* Description of the task *
Scan the data beneath this task and copy each line that includes "models".

[Collected data entries]

......

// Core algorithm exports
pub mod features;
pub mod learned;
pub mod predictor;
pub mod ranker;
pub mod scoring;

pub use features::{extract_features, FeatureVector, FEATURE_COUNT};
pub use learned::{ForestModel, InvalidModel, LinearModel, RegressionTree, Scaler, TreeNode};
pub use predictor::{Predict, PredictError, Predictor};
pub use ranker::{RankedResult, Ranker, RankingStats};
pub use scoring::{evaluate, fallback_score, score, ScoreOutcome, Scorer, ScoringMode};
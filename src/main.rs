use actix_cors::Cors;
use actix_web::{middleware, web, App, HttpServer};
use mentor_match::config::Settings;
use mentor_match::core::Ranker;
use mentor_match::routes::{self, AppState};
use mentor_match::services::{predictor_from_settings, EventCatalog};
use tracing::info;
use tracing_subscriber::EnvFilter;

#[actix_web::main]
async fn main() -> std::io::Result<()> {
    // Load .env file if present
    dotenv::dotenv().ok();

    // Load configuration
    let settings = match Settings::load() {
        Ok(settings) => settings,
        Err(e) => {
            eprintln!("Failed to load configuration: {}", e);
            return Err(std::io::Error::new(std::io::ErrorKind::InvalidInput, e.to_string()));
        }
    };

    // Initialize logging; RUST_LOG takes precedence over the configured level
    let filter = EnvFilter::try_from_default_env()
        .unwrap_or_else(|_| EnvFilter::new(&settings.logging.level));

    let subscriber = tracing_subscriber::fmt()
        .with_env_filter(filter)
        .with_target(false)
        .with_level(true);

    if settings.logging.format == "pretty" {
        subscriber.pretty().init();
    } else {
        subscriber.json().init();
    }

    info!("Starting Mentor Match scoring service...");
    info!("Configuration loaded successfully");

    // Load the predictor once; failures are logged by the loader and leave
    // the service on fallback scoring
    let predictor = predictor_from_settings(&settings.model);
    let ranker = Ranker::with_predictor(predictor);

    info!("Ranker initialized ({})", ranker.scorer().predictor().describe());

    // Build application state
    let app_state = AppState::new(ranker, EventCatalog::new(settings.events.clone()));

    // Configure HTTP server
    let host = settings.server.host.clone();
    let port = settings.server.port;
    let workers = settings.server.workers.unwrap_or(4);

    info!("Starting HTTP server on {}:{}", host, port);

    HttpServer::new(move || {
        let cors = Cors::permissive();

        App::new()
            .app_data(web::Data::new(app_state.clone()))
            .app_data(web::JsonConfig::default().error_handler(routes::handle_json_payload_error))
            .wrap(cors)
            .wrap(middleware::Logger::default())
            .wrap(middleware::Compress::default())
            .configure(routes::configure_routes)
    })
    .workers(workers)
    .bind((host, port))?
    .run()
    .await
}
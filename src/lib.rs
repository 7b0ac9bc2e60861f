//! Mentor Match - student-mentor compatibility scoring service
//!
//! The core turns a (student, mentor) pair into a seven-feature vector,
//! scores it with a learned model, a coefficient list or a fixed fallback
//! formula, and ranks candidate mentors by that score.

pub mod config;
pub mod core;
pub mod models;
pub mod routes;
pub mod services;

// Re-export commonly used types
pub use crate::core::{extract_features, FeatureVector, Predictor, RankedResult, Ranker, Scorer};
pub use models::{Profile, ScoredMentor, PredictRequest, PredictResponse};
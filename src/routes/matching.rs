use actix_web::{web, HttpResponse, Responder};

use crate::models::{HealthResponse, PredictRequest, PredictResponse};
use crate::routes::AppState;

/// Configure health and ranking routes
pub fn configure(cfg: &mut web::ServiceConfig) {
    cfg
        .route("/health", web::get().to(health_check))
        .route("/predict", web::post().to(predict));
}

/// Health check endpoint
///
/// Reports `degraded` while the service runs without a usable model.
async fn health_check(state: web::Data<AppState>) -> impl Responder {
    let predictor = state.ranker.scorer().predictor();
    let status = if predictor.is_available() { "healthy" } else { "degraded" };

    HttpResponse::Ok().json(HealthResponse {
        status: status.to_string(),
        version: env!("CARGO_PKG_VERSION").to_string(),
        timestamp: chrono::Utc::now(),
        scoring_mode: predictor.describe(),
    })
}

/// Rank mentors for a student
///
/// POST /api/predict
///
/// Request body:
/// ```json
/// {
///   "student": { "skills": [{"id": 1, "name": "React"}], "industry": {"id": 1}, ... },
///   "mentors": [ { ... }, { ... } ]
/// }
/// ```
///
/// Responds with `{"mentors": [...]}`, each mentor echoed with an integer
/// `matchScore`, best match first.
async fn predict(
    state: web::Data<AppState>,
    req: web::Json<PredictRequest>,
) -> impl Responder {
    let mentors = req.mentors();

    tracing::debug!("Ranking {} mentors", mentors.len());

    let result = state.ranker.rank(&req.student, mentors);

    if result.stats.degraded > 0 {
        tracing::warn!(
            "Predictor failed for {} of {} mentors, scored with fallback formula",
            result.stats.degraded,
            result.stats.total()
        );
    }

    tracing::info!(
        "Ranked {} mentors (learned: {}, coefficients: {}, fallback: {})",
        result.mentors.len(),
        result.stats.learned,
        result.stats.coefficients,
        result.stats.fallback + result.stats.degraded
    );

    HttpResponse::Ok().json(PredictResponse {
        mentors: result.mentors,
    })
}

......

* Task output *
pub mod models;
pub use models::{Profile, ScoredMentor, PredictRequest, PredictResponse};
use crate::models::{HealthResponse, PredictRequest, PredictResponse};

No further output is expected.